### WORK TO COMPLETE
Among the lines below, list those containing the string "body".
***** RECORDS PROVIDED
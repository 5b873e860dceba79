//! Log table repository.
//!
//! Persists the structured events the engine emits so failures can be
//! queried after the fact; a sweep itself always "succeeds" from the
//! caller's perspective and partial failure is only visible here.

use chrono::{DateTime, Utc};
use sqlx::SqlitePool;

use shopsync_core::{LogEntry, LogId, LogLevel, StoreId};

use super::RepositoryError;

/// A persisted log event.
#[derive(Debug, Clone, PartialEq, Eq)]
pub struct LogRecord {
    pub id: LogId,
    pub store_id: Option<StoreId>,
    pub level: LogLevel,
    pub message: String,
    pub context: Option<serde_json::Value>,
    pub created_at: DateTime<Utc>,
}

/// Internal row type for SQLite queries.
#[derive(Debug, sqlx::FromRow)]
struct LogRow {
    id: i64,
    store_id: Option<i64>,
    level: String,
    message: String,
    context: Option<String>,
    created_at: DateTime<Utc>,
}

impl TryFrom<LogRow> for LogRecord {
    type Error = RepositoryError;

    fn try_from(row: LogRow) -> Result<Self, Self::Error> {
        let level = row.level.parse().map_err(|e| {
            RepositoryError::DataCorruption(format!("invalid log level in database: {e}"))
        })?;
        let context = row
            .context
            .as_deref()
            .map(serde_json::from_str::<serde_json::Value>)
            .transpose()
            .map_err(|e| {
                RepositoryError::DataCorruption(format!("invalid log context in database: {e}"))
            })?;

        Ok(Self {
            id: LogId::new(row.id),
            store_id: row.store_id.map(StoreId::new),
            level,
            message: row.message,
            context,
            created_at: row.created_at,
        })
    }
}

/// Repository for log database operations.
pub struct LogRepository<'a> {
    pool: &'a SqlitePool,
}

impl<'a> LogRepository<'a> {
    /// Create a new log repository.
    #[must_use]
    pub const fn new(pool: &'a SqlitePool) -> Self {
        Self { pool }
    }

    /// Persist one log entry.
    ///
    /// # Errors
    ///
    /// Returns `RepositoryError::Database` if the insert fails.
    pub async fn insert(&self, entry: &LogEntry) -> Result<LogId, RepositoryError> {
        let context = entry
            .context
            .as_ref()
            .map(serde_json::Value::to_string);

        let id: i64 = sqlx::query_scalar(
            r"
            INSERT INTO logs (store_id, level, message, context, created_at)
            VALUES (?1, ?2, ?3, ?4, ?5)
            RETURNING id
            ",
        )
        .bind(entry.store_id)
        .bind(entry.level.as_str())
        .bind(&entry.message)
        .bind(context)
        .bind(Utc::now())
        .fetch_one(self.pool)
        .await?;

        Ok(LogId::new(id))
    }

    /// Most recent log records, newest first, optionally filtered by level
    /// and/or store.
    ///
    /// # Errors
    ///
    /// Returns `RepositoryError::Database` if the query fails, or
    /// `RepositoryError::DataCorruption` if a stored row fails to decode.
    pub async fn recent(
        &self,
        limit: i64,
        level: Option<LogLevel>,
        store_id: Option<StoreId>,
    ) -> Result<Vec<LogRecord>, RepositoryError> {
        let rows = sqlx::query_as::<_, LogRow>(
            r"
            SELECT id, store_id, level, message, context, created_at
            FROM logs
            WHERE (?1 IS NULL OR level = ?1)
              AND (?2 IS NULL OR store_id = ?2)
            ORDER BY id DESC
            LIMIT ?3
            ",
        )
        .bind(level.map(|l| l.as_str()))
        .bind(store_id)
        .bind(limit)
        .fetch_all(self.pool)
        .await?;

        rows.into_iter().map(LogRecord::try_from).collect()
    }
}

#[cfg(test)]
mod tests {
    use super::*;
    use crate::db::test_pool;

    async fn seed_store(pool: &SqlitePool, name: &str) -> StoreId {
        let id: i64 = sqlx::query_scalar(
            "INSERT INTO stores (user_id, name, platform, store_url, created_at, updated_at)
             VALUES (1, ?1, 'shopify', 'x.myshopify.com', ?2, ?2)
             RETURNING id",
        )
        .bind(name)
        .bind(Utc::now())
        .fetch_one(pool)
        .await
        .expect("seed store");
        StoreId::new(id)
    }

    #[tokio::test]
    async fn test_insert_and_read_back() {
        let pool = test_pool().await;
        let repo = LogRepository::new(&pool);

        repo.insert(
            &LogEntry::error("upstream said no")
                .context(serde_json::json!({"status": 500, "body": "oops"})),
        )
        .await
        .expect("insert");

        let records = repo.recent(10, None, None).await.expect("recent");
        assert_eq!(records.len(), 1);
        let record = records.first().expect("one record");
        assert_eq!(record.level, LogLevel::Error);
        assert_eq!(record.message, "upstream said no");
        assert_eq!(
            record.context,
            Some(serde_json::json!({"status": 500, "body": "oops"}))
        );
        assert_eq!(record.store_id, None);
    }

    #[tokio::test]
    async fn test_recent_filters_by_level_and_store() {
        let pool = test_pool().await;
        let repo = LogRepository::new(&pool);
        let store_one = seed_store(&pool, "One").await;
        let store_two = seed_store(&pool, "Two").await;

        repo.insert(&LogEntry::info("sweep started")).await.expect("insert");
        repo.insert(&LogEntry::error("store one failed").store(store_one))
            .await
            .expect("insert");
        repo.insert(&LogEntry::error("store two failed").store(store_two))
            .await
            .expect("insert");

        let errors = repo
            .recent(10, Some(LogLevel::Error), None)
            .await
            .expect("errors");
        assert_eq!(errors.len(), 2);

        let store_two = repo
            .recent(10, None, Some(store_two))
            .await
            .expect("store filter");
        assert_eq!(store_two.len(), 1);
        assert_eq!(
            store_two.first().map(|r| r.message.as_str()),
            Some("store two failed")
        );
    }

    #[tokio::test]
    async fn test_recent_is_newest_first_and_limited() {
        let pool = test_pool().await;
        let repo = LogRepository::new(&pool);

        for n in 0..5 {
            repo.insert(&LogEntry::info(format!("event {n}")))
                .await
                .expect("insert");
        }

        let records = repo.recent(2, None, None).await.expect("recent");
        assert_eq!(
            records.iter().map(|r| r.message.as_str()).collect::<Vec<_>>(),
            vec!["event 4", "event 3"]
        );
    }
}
**********
### FINAL ANSWER
                .context(serde_json::json!({"status": 500, "body": "oops"})),
            Some(serde_json::json!({"status": 500, "body": "oops"}))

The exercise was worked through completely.